Please repeat all of the records, keeping every word unchanged.

━━━━━━━━━━━━━━━━

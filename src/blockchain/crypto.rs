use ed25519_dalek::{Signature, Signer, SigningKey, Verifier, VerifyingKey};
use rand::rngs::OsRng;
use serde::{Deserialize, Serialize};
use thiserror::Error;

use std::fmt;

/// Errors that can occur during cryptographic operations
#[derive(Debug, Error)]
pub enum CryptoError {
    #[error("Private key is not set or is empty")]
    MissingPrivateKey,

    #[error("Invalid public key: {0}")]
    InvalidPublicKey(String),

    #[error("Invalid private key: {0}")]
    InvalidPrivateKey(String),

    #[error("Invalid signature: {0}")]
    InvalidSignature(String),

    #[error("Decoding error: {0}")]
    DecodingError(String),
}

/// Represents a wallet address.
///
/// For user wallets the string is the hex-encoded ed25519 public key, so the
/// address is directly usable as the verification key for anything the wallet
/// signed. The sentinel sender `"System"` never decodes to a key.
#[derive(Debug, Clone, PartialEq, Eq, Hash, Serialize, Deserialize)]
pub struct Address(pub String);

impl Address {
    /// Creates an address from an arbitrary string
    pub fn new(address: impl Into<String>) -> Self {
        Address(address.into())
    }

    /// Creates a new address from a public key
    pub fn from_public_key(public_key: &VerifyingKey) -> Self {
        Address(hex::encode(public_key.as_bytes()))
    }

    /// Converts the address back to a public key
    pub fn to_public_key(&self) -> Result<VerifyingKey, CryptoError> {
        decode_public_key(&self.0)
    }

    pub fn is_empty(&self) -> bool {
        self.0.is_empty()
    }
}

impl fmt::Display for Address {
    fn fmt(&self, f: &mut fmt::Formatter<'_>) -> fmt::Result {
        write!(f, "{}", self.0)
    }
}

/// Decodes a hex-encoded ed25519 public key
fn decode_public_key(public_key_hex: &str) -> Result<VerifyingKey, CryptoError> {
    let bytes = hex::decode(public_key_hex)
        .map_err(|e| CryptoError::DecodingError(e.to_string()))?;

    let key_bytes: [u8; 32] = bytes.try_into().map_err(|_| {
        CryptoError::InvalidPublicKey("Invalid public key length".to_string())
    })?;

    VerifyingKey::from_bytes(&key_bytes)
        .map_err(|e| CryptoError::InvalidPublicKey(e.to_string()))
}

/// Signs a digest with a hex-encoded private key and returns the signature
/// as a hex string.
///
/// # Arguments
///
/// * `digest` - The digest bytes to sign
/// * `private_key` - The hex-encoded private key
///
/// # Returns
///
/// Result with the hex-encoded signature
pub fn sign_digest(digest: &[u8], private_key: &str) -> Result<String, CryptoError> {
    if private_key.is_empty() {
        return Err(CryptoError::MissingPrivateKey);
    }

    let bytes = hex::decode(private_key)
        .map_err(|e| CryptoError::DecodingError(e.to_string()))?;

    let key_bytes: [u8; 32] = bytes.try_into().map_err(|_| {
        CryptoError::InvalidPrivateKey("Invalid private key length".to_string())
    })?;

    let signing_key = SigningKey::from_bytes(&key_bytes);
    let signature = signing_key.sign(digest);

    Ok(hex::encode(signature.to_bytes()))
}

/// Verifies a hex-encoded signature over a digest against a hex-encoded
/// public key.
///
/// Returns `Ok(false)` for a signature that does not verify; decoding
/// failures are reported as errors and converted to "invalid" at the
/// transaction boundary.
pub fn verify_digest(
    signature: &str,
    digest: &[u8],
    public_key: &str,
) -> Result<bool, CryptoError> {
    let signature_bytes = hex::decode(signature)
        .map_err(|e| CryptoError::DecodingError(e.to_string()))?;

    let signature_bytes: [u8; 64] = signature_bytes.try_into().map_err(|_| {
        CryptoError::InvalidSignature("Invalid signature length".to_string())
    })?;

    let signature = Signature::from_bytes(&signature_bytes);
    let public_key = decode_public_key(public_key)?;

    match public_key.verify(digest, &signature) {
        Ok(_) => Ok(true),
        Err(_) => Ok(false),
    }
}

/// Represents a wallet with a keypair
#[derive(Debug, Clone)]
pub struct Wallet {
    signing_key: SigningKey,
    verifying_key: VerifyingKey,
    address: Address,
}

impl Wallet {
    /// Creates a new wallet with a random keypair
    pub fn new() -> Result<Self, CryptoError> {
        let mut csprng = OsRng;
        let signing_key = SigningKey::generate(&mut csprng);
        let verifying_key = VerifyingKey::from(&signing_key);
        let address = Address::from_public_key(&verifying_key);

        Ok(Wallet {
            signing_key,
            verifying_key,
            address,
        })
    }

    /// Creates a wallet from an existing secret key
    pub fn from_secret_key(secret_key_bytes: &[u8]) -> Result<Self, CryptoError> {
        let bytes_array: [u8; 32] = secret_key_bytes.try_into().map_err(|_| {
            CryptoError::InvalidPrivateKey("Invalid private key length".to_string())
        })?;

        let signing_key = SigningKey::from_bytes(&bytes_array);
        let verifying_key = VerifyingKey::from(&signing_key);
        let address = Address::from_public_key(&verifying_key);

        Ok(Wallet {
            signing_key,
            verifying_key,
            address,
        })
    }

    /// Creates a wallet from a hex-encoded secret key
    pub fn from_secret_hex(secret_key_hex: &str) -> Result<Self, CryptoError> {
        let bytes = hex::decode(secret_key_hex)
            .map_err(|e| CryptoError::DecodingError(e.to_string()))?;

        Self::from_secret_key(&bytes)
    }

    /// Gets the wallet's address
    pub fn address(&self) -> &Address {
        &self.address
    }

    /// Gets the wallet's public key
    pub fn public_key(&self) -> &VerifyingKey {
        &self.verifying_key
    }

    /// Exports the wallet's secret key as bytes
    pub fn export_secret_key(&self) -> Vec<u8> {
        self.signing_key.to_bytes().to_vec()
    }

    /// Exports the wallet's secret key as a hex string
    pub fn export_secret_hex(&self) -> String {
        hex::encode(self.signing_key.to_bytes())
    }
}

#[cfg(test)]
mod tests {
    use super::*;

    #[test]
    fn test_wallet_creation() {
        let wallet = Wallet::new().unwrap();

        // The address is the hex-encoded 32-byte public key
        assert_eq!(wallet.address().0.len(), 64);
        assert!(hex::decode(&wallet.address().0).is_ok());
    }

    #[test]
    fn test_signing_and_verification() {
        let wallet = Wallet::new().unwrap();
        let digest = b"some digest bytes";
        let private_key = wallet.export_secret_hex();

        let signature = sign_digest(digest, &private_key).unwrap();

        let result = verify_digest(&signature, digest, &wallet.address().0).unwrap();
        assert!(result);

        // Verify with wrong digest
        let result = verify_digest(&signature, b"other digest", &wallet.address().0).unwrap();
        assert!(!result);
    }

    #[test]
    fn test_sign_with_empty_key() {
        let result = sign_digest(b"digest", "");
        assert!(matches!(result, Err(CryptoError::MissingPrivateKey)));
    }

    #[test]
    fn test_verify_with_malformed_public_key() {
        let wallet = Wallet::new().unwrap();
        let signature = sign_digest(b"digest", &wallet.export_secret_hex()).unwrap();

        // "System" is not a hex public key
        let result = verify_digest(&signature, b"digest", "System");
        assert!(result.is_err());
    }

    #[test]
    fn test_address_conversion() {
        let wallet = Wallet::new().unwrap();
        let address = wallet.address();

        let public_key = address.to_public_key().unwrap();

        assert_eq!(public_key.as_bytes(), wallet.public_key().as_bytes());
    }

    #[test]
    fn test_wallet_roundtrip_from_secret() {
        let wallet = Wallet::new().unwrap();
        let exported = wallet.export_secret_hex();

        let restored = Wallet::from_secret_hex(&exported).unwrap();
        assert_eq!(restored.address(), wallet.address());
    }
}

━━━━━━━━━━━━━━━━

● Answer space
filename src/blockchain/crypto.rs
use ed25519_dalek::{Signature, Signer, SigningKey, Verifier, VerifyingKey};
use rand::rngs::OsRng;
use serde::{Deserialize, Serialize};
use thiserror::Error;

use std::fmt;

/// Errors that can occur during cryptographic operations
#[derive(Debug, Error)]
pub enum CryptoError {
    #[error("Private key is not set or is empty")]
    MissingPrivateKey,

    #[error("Invalid public key: {0}")]
    InvalidPublicKey(String),

    #[error("Invalid private key: {0}")]
    InvalidPrivateKey(String),

    #[error("Invalid signature: {0}")]
    InvalidSignature(String),

    #[error("Decoding error: {0}")]
    DecodingError(String),
}

/// Represents a wallet address.
///
/// For user wallets the string is the hex-encoded ed25519 public key, so the
/// address is directly usable as the verification key for anything the wallet
/// signed. The sentinel sender `"System"` never decodes to a key.
#[derive(Debug, Clone, PartialEq, Eq, Hash, Serialize, Deserialize)]
pub struct Address(pub String);

impl Address {
    /// Creates an address from an arbitrary string
    pub fn new(address: impl Into<String>) -> Self {
        Address(address.into())
    }

    /// Creates a new address from a public key
    pub fn from_public_key(public_key: &VerifyingKey) -> Self {
        Address(hex::encode(public_key.as_bytes()))
    }

    /// Converts the address back to a public key
    pub fn to_public_key(&self) -> Result<VerifyingKey, CryptoError> {
        decode_public_key(&self.0)
    }

    pub fn is_empty(&self) -> bool {
        self.0.is_empty()
    }
}

impl fmt::Display for Address {
    fn fmt(&self, f: &mut fmt::Formatter<'_>) -> fmt::Result {
        write!(f, "{}", self.0)
    }
}

/// Decodes a hex-encoded ed25519 public key
fn decode_public_key(public_key_hex: &str) -> Result<VerifyingKey, CryptoError> {
    let bytes = hex::decode(public_key_hex)
        .map_err(|e| CryptoError::DecodingError(e.to_string()))?;

    let key_bytes: [u8; 32] = bytes.try_into().map_err(|_| {
        CryptoError::InvalidPublicKey("Invalid public key length".to_string())
    })?;

    VerifyingKey::from_bytes(&key_bytes)
        .map_err(|e| CryptoError::InvalidPublicKey(e.to_string()))
}

/// Signs a digest with a hex-encoded private key and returns the signature
/// as a hex string.
///
/// # Arguments
///
/// * `digest` - The digest bytes to sign
/// * `private_key` - The hex-encoded private key
///
/// # Returns
///
/// Result with the hex-encoded signature
pub fn sign_digest(digest: &[u8], private_key: &str) -> Result<String, CryptoError> {
    if private_key.is_empty() {
        return Err(CryptoError::MissingPrivateKey);
    }

    let bytes = hex::decode(private_key)
        .map_err(|e| CryptoError::DecodingError(e.to_string()))?;

    let key_bytes: [u8; 32] = bytes.try_into().map_err(|_| {
        CryptoError::InvalidPrivateKey("Invalid private key length".to_string())
    })?;

    let signing_key = SigningKey::from_bytes(&key_bytes);
    let signature = signing_key.sign(digest);

    Ok(hex::encode(signature.to_bytes()))
}

/// Verifies a hex-encoded signature over a digest against a hex-encoded
/// public key.
///
/// Returns `Ok(false)` for a signature that does not verify; decoding
/// failures are reported as errors and converted to "invalid" at the
/// transaction boundary.
pub fn verify_digest(
    signature: &str,
    digest: &[u8],
    public_key: &str,
) -> Result<bool, CryptoError> {
    let signature_bytes = hex::decode(signature)
        .map_err(|e| CryptoError::DecodingError(e.to_string()))?;

    let signature_bytes: [u8; 64] = signature_bytes.try_into().map_err(|_| {
        CryptoError::InvalidSignature("Invalid signature length".to_string())
    })?;

    let signature = Signature::from_bytes(&signature_bytes);
    let public_key = decode_public_key(public_key)?;

    match public_key.verify(digest, &signature) {
        Ok(_) => Ok(true),
        Err(_) => Ok(false),
    }
}

/// Represents a wallet with a keypair
#[derive(Debug, Clone)]
pub struct Wallet {
    signing_key: SigningKey,
    verifying_key: VerifyingKey,
    address: Address,
}

impl Wallet {
    /// Creates a new wallet with a random keypair
    pub fn new() -> Result<Self, CryptoError> {
        let mut csprng = OsRng;
        let signing_key = SigningKey::generate(&mut csprng);
        let verifying_key = VerifyingKey::from(&signing_key);
        let address = Address::from_public_key(&verifying_key);

        Ok(Wallet {
            signing_key,
            verifying_key,
            address,
        })
    }

    /// Creates a wallet from an existing secret key
    pub fn from_secret_key(secret_key_bytes: &[u8]) -> Result<Self, CryptoError> {
        let bytes_array: [u8; 32] = secret_key_bytes.try_into().map_err(|_| {
            CryptoError::InvalidPrivateKey("Invalid private key length".to_string())
        })?;

        let signing_key = SigningKey::from_bytes(&bytes_array);
        let verifying_key = VerifyingKey::from(&signing_key);
        let address = Address::from_public_key(&verifying_key);

        Ok(Wallet {
            signing_key,
            verifying_key,
            address,
        })
    }

    /// Creates a wallet from a hex-encoded secret key
    pub fn from_secret_hex(secret_key_hex: &str) -> Result<Self, CryptoError> {
        let bytes = hex::decode(secret_key_hex)
            .map_err(|e| CryptoError::DecodingError(e.to_string()))?;

        Self::from_secret_key(&bytes)
    }

    /// Gets the wallet's address
    pub fn address(&self) -> &Address {
        &self.address
    }

    /// Gets the wallet's public key
    pub fn public_key(&self) -> &VerifyingKey {
        &self.verifying_key
    }

    /// Exports the wallet's secret key as bytes
    pub fn export_secret_key(&self) -> Vec<u8> {
        self.signing_key.to_bytes().to_vec()
    }

    /// Exports the wallet's secret key as a hex string
    pub fn export_secret_hex(&self) -> String {
        hex::encode(self.signing_key.to_bytes())
    }
}

#[cfg(test)]
mod tests {
    use super::*;

    #[test]
    fn test_wallet_creation() {
        let wallet = Wallet::new().unwrap();

        // The address is the hex-encoded 32-byte public key
        assert_eq!(wallet.address().0.len(), 64);
        assert!(hex::decode(&wallet.address().0).is_ok());
    }

    #[test]
    fn test_signing_and_verification() {
        let wallet = Wallet::new().unwrap();
        let digest = b"some digest bytes";
        let private_key = wallet.export_secret_hex();

        let signature = sign_digest(digest, &private_key).unwrap();

        let result = verify_digest(&signature, digest, &wallet.address().0).unwrap();
        assert!(result);

        // Verify with wrong digest
        let result = verify_digest(&signature, b"other digest", &wallet.address().0).unwrap();
        assert!(!result);
    }

    #[test]
    fn test_sign_with_empty_key() {
        let result = sign_digest(b"digest", "");
        assert!(matches!(result, Err(CryptoError::MissingPrivateKey)));
    }

    #[test]
    fn test_verify_with_malformed_public_key() {
        let wallet = Wallet::new().unwrap();
        let signature = sign_digest(b"digest", &wallet.export_secret_hex()).unwrap();

        // "System" is not a hex public key
        let result = verify_digest(&signature, b"digest", "System");
        assert!(result.is_err());
    }

    #[test]
    fn test_address_conversion() {
        let wallet = Wallet::new().unwrap();
        let address = wallet.address();

        let public_key = address.to_public_key().unwrap();

        assert_eq!(public_key.as_bytes(), wallet.public_key().as_bytes());
    }

    #[test]
    fn test_wallet_roundtrip_from_secret() {
        let wallet = Wallet::new().unwrap();
        let exported = wallet.export_secret_hex();

        let restored = Wallet::from_secret_hex(&exported).unwrap();
        assert_eq!(restored.address(), wallet.address());
    }
}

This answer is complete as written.